▸ WHAT YOU NEED TO DO
Without skipping or changing anything, print all the entries.

Saved data entries

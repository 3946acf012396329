use palisade_core::{AppError, AppResult, NonEmptyString, TenantId};
use serde::{Deserialize, Serialize};
use uuid::Uuid;

use crate::TenantScoped;

/// Maximum accepted todo title length in characters.
pub const TODO_TITLE_MAX_LENGTH: usize = 200;

/// Unique identifier for a todo item.
#[derive(Debug, Clone, Copy, PartialEq, Eq, Hash, Serialize, Deserialize)]
pub struct TodoId(Uuid);

impl TodoId {
    /// Creates a new random todo identifier.
    #[must_use]
    pub fn new() -> Self {
        Self(Uuid::new_v4())
    }

    /// Creates a todo identifier from an existing UUID value.
    #[must_use]
    pub fn from_uuid(value: Uuid) -> Self {
        Self(value)
    }

    /// Returns the underlying UUID value.
    #[must_use]
    pub fn as_uuid(&self) -> Uuid {
        self.0
    }
}

impl Default for TodoId {
    fn default() -> Self {
        Self::new()
    }
}

impl std::fmt::Display for TodoId {
    fn fmt(&self, formatter: &mut std::fmt::Formatter<'_>) -> std::fmt::Result {
        write!(formatter, "{}", self.0)
    }
}

/// A tenant-owned todo item.
#[derive(Debug, Clone, PartialEq, Eq, Serialize, Deserialize)]
pub struct TodoItem {
    id: TodoId,
    tenant_id: TenantId,
    title: NonEmptyString,
    completed: bool,
}

impl TodoItem {
    /// Creates a new, open todo stamped with the owning tenant.
    pub fn new(tenant_id: TenantId, title: impl Into<String>) -> AppResult<Self> {
        Self::from_parts(TodoId::new(), tenant_id, title, false)
    }

    /// Rebuilds a todo from persisted values.
    pub fn from_parts(
        id: TodoId,
        tenant_id: TenantId,
        title: impl Into<String>,
        completed: bool,
    ) -> AppResult<Self> {
        Ok(Self {
            id,
            tenant_id,
            title: validate_title(title)?,
            completed,
        })
    }

    /// Returns the todo identifier.
    #[must_use]
    pub fn id(&self) -> TodoId {
        self.id
    }

    /// Returns the title.
    #[must_use]
    pub fn title(&self) -> &NonEmptyString {
        &self.title
    }

    /// Returns whether the todo is done.
    #[must_use]
    pub fn completed(&self) -> bool {
        self.completed
    }

    /// Replaces the title.
    pub fn rename(&mut self, title: impl Into<String>) -> AppResult<()> {
        self.title = validate_title(title)?;
        Ok(())
    }

    /// Marks the todo as done or open.
    pub fn set_completed(&mut self, completed: bool) {
        self.completed = completed;
    }
}

impl TenantScoped for TodoItem {
    fn entity_type(&self) -> &'static str {
        "todo"
    }

    fn tenant_id(&self) -> &TenantId {
        &self.tenant_id
    }
}

fn validate_title(title: impl Into<String>) -> AppResult<NonEmptyString> {
    let title = NonEmptyString::new(title)?;
    if title.as_str().chars().count() > TODO_TITLE_MAX_LENGTH {
        return Err(AppError::Validation(format!(
            "todo title must not exceed {TODO_TITLE_MAX_LENGTH} characters"
        )));
    }

    Ok(title)
}

#[cfg(test)]
mod tests {
    use palisade_core::TenantId;
    use proptest::prelude::*;

    use super::{TODO_TITLE_MAX_LENGTH, TodoItem};

    fn tenant() -> TenantId {
        TenantId::new("tenant-aaa").unwrap_or_else(|_| unreachable!())
    }

    #[test]
    fn new_todo_starts_open() {
        let todo = TodoItem::new(tenant(), "Write the runbook");
        assert!(todo.is_ok());
        assert!(!todo.unwrap_or_else(|_| unreachable!()).completed());
    }

    #[test]
    fn blank_title_is_rejected() {
        assert!(TodoItem::new(tenant(), "   ").is_err());
    }

    #[test]
    fn rename_keeps_previous_title_on_error() {
        let mut todo = TodoItem::new(tenant(), "Draft").unwrap_or_else(|_| unreachable!());
        assert!(todo.rename("").is_err());
        assert_eq!(todo.title().as_str(), "Draft");
    }

    proptest! {
        #[test]
        fn title_length_limit_is_enforced(length in 1_usize..400) {
            let title = "x".repeat(length);
            let result = TodoItem::new(tenant(), title);
            prop_assert_eq!(result.is_ok(), length <= TODO_TITLE_MAX_LENGTH);
        }
    }
}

▸ RESULT FOR THIS EXERCISE
repository 3946acf012396329
use palisade_core::{AppError, AppResult, NonEmptyString, TenantId};
use serde::{Deserialize, Serialize};
use uuid::Uuid;

use crate::TenantScoped;

/// Maximum accepted todo title length in characters.
pub const TODO_TITLE_MAX_LENGTH: usize = 200;

/// Unique identifier for a todo item.
#[derive(Debug, Clone, Copy, PartialEq, Eq, Hash, Serialize, Deserialize)]
pub struct TodoId(Uuid);

impl TodoId {
    /// Creates a new random todo identifier.
    #[must_use]
    pub fn new() -> Self {
        Self(Uuid::new_v4())
    }

    /// Creates a todo identifier from an existing UUID value.
    #[must_use]
    pub fn from_uuid(value: Uuid) -> Self {
        Self(value)
    }

    /// Returns the underlying UUID value.
    #[must_use]
    pub fn as_uuid(&self) -> Uuid {
        self.0
    }
}

impl Default for TodoId {
    fn default() -> Self {
        Self::new()
    }
}

impl std::fmt::Display for TodoId {
    fn fmt(&self, formatter: &mut std::fmt::Formatter<'_>) -> std::fmt::Result {
        write!(formatter, "{}", self.0)
    }
}

/// A tenant-owned todo item.
#[derive(Debug, Clone, PartialEq, Eq, Serialize, Deserialize)]
pub struct TodoItem {
    id: TodoId,
    tenant_id: TenantId,
    title: NonEmptyString,
    completed: bool,
}

impl TodoItem {
    /// Creates a new, open todo stamped with the owning tenant.
    pub fn new(tenant_id: TenantId, title: impl Into<String>) -> AppResult<Self> {
        Self::from_parts(TodoId::new(), tenant_id, title, false)
    }

    /// Rebuilds a todo from persisted values.
    pub fn from_parts(
        id: TodoId,
        tenant_id: TenantId,
        title: impl Into<String>,
        completed: bool,
    ) -> AppResult<Self> {
        Ok(Self {
            id,
            tenant_id,
            title: validate_title(title)?,
            completed,
        })
    }

    /// Returns the todo identifier.
    #[must_use]
    pub fn id(&self) -> TodoId {
        self.id
    }

    /// Returns the title.
    #[must_use]
    pub fn title(&self) -> &NonEmptyString {
        &self.title
    }

    /// Returns whether the todo is done.
    #[must_use]
    pub fn completed(&self) -> bool {
        self.completed
    }

    /// Replaces the title.
    pub fn rename(&mut self, title: impl Into<String>) -> AppResult<()> {
        self.title = validate_title(title)?;
        Ok(())
    }

    /// Marks the todo as done or open.
    pub fn set_completed(&mut self, completed: bool) {
        self.completed = completed;
    }
}

impl TenantScoped for TodoItem {
    fn entity_type(&self) -> &'static str {
        "todo"
    }

    fn tenant_id(&self) -> &TenantId {
        &self.tenant_id
    }
}

fn validate_title(title: impl Into<String>) -> AppResult<NonEmptyString> {
    let title = NonEmptyString::new(title)?;
    if title.as_str().chars().count() > TODO_TITLE_MAX_LENGTH {
        return Err(AppError::Validation(format!(
            "todo title must not exceed {TODO_TITLE_MAX_LENGTH} characters"
        )));
    }

    Ok(title)
}

#[cfg(test)]
mod tests {
    use palisade_core::TenantId;
    use proptest::prelude::*;

    use super::{TODO_TITLE_MAX_LENGTH, TodoItem};

    fn tenant() -> TenantId {
        TenantId::new("tenant-aaa").unwrap_or_else(|_| unreachable!())
    }

    #[test]
    fn new_todo_starts_open() {
        let todo = TodoItem::new(tenant(), "Write the runbook");
        assert!(todo.is_ok());
        assert!(!todo.unwrap_or_else(|_| unreachable!()).completed());
    }

    #[test]
    fn blank_title_is_rejected() {
        assert!(TodoItem::new(tenant(), "   ").is_err());
    }

    #[test]
    fn rename_keeps_previous_title_on_error() {
        let mut todo = TodoItem::new(tenant(), "Draft").unwrap_or_else(|_| unreachable!());
        assert!(todo.rename("").is_err());
        assert_eq!(todo.title().as_str(), "Draft");
    }

    proptest! {
        #[test]
        fn title_length_limit_is_enforced(length in 1_usize..400) {
            let title = "x".repeat(length);
            let result = TodoItem::new(tenant(), title);
            prop_assert_eq!(result.is_ok(), length <= TODO_TITLE_MAX_LENGTH);
        }
    }
}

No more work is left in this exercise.